Collected data
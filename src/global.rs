//! Optional facade for installing one allocator instance as the process
//! allocator. The core allocators take `&mut self` and know nothing about
//! threads, so the facade wraps them in a spin mutex; that is the only
//! piece of this crate that synchronizes anything, and the only one that
//! speaks [`GlobalAlloc`].

use core::{
    alloc::{GlobalAlloc, Layout},
    mem, ptr,
};

use spin::{Mutex, MutexGuard};

use crate::{align::Aligner, allocator::Allocator, block::Header, freelist::FreeListAllocator};

/// A spin-locked allocator wrapper.
///
/// ```rust,no_run
/// use carve::{ConstantAligner, FreeListAllocator, Locked};
///
/// #[global_allocator]
/// static HEAP: Locked<FreeListAllocator<ConstantAligner<8>>> =
///     Locked::new(FreeListAllocator::new());
///
/// fn main() {
///     // Early in startup, before the first Box or Vec is created:
///     // unsafe { HEAP.lock().init(base, limit).unwrap() };
/// }
/// ```
pub struct Locked<A> {
    inner: Mutex<A>,
}

impl<A> Locked<A> {
    pub const fn new(inner: A) -> Self {
        Self {
            inner: Mutex::new(inner),
        }
    }

    /// Grants exclusive access to the wrapped allocator, e.g. for `init`.
    pub fn lock(&self) -> MutexGuard<'_, A> {
        self.inner.lock()
    }
}

// Only the free list allocator serves arbitrary sizes, so it is the one
// strategy that makes sense behind `GlobalAlloc`. Its payloads are always
// aligned to the block header, never beyond, so stricter layouts must be
// refused rather than silently violated.
unsafe impl<A: Aligner> GlobalAlloc for Locked<FreeListAllocator<A>> {
    unsafe fn alloc(&self, layout: Layout) -> *mut u8 {
        if layout.align() > mem::align_of::<Header>() {
            return ptr::null_mut();
        }

        match self.lock().allocate(layout.size()) {
            Some(address) => address.as_ptr(),
            None => ptr::null_mut(),
        }
    }

    unsafe fn dealloc(&self, pointer: *mut u8, _layout: Layout) {
        self.lock().free(pointer);
    }
}
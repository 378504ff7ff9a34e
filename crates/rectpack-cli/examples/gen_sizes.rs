use image::{Rgba, RgbaImage};
use rand::seq::SliceRandom;
use rand::{Rng, SeedableRng};
use serde::Serialize;
use std::fs;
use std::path::PathBuf;

#[derive(Serialize)]
struct SizeEntry {
    name: String,
    width: u32,
    height: u32,
}

fn ensure_dir(p: &PathBuf) -> anyhow::Result<()> {
    fs::create_dir_all(p)?;
    Ok(())
}

fn basic_sizes(rng: &mut impl Rng) -> Vec<SizeEntry> {
    (0..120)
        .map(|i| SizeEntry {
            name: format!("basic_{:03}", i),
            width: rng.gen_range(8..=96),
            height: rng.gen_range(8..=96),
        })
        .collect()
}

fn thin_bars(rng: &mut impl Rng) -> Vec<SizeEntry> {
    (0..60)
        .map(|i| {
            let long = rng.gen_range(64..=512);
            let short = rng.gen_range(1..=6);
            let (width, height) = if i % 2 == 0 { (long, short) } else { (short, long) };
            SizeEntry {
                name: format!("bar_{:03}", i),
                width,
                height,
            }
        })
        .collect()
}

fn pow2_mixed(rng: &mut impl Rng) -> Vec<SizeEntry> {
    let sizes = [16, 32, 64, 128, 256];
    (0..60)
        .map(|i| SizeEntry {
            name: format!("pow2_{:03}", i),
            width: *sizes.choose(rng).unwrap_or(&64),
            height: *sizes.choose(rng).unwrap_or(&64),
        })
        .collect()
}

/// Writes blank images so the directory input path (header-only size probing) has data.
fn write_images(out: &PathBuf, entries: &[SizeEntry]) -> anyhow::Result<()> {
    ensure_dir(out)?;
    for e in entries {
        let img = RgbaImage::from_pixel(e.width, e.height, Rgba([0, 0, 0, 255]));
        img.save(out.join(format!("{}.png", e.name)))?;
    }
    Ok(())
}

fn main() -> anyhow::Result<()> {
    // Usage: cargo run -p rectpack-cli --example gen_sizes -- [out_root]
    // Default out_root: assets/generated
    let out_root = std::env::args()
        .nth(1)
        .map(PathBuf::from)
        .unwrap_or_else(|| PathBuf::from("assets/generated"));
    ensure_dir(&out_root)?;

    let mut rng = rand::rngs::StdRng::seed_from_u64(0xDEADBEEF);
    let basic = basic_sizes(&mut rng);
    let thin = thin_bars(&mut rng);
    let pow2 = pow2_mixed(&mut rng);

    fs::write(out_root.join("basic.json"), serde_json::to_string_pretty(&basic)?)?;
    fs::write(out_root.join("thin.yaml"), serde_yaml::to_string(&thin)?)?;
    fs::write(out_root.join("pow2_mixed.json"), serde_json::to_string_pretty(&pow2)?)?;
    write_images(&out_root.join("pow2_images"), &pow2)?;

    println!("Generated size lists under {}", out_root.display());
    Ok(())
}
use rand::{Rng, SeedableRng};
use rectpack_core::prelude::*;

fn disjoint(rects: &[PackingRectangle], padding: u32) -> bool {
    for i in 0..rects.len() {
        for j in (i + 1)..rects.len() {
            let a = rects[i];
            let b = rects[j];
            // cells include the padding on the right/bottom side
            let a_x2 = a.x as u64 + a.width as u64 + padding as u64;
            let a_y2 = a.y as u64 + a.height as u64 + padding as u64;
            let b_x2 = b.x as u64 + b.width as u64 + padding as u64;
            let b_y2 = b.y as u64 + b.height as u64 + padding as u64;
            let overlap = !(a.x as u64 >= b_x2
                || b.x as u64 >= a_x2
                || a.y as u64 >= b_y2
                || b.y as u64 >= a_y2);
            if overlap {
                return false;
            }
        }
    }
    true
}

fn random_rects(seed: u64, count: usize, min: u32, max: u32) -> Vec<PackingRectangle> {
    let mut rng = rand::rngs::StdRng::seed_from_u64(seed);
    (0..count)
        .map(|i| PackingRectangle::new(i, rng.gen_range(min..=max), rng.gen_range(min..=max)))
        .collect()
}

fn check(input: &[PackingRectangle], out: &PackingResult, padding: u32) {
    assert_eq!(out.rectangles.len(), input.len());
    for (src, placed) in input.iter().zip(out.rectangles.iter()) {
        assert_eq!(src.id, placed.id);
        assert_eq!((src.width, src.height), (placed.width, placed.height));
        assert!(
            placed.x + placed.width <= out.width && placed.y + placed.height <= out.height,
            "{:?} escapes {}x{}",
            placed,
            out.width,
            out.height
        );
    }
    let max_w = input.iter().map(|r| r.width).max().unwrap();
    let max_h = input.iter().map(|r| r.height).max().unwrap();
    assert!(out.width >= max_w && out.height >= max_h);
    assert!(disjoint(&out.rectangles, padding), "overlap found");
}

#[test]
fn every_hint_and_placement_is_valid() {
    let input = random_rects(42, 120, 1, 64);
    for placement in [Placement::Guillotine, Placement::Skyline] {
        for hint in PackingHint::ALL {
            let cfg = PackerConfig::builder()
                .hints(hint.into())
                .placement(placement)
                .build();
            let out = pack_with_config(&input, &cfg).expect("valid input packs");
            assert_eq!(out.hint, Some(hint));
            check(&input, &out, 0);
        }
    }
}

#[test]
fn padded_packing_keeps_gaps() {
    for (seed, padding) in [(1u64, 1u32), (2, 2), (3, 5)] {
        let input = random_rects(seed, 80, 1, 40);
        for placement in [Placement::Guillotine, Placement::Skyline] {
            let cfg = PackerConfig::builder()
                .padding(padding)
                .placement(placement)
                .build();
            let out = pack_with_config(&input, &cfg).unwrap();
            check(&input, &out, padding);
        }
    }
}

#[test]
fn extreme_aspect_ratios() {
    let mut input = random_rects(7, 40, 1, 8);
    input.extend((0..10).map(|i| PackingRectangle::new(100 + i, 1, 200)));
    input.extend((0..10).map(|i| PackingRectangle::new(200 + i, 150, 2)));
    let out = pack(&input, PackingHints::FIND_BEST, 0).unwrap();
    check(&input, &out, 0);
    assert!(out.stats().occupancy > 0.0 && out.stats().occupancy <= 1.0);
}

#[test]
fn ids_survive_in_input_order() {
    let input = vec![
        PackingRectangle::new(17, 3, 3),
        PackingRectangle::new(4, 9, 2),
        PackingRectangle::new(99, 1, 1),
    ];
    let out = pack(&input, PackingHints::TRY_BY_AREA, 0).unwrap();
    let ids: Vec<usize> = out.rectangles.iter().map(|r| r.id).collect();
    assert_eq!(ids, vec![17, 4, 99]);
    assert_eq!(out.get(4).map(|r| r.width), Some(9));
    assert!(out.get(5).is_none());
}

§ **Work order**:
Could you find every line in the records above that has the string "spin" and copy it?

§ **Answer for this exercise**:
//! threads, so the facade wraps them in a spin mutex; that is the only
use spin::{Mutex, MutexGuard};
/// A spin-locked allocator wrapper.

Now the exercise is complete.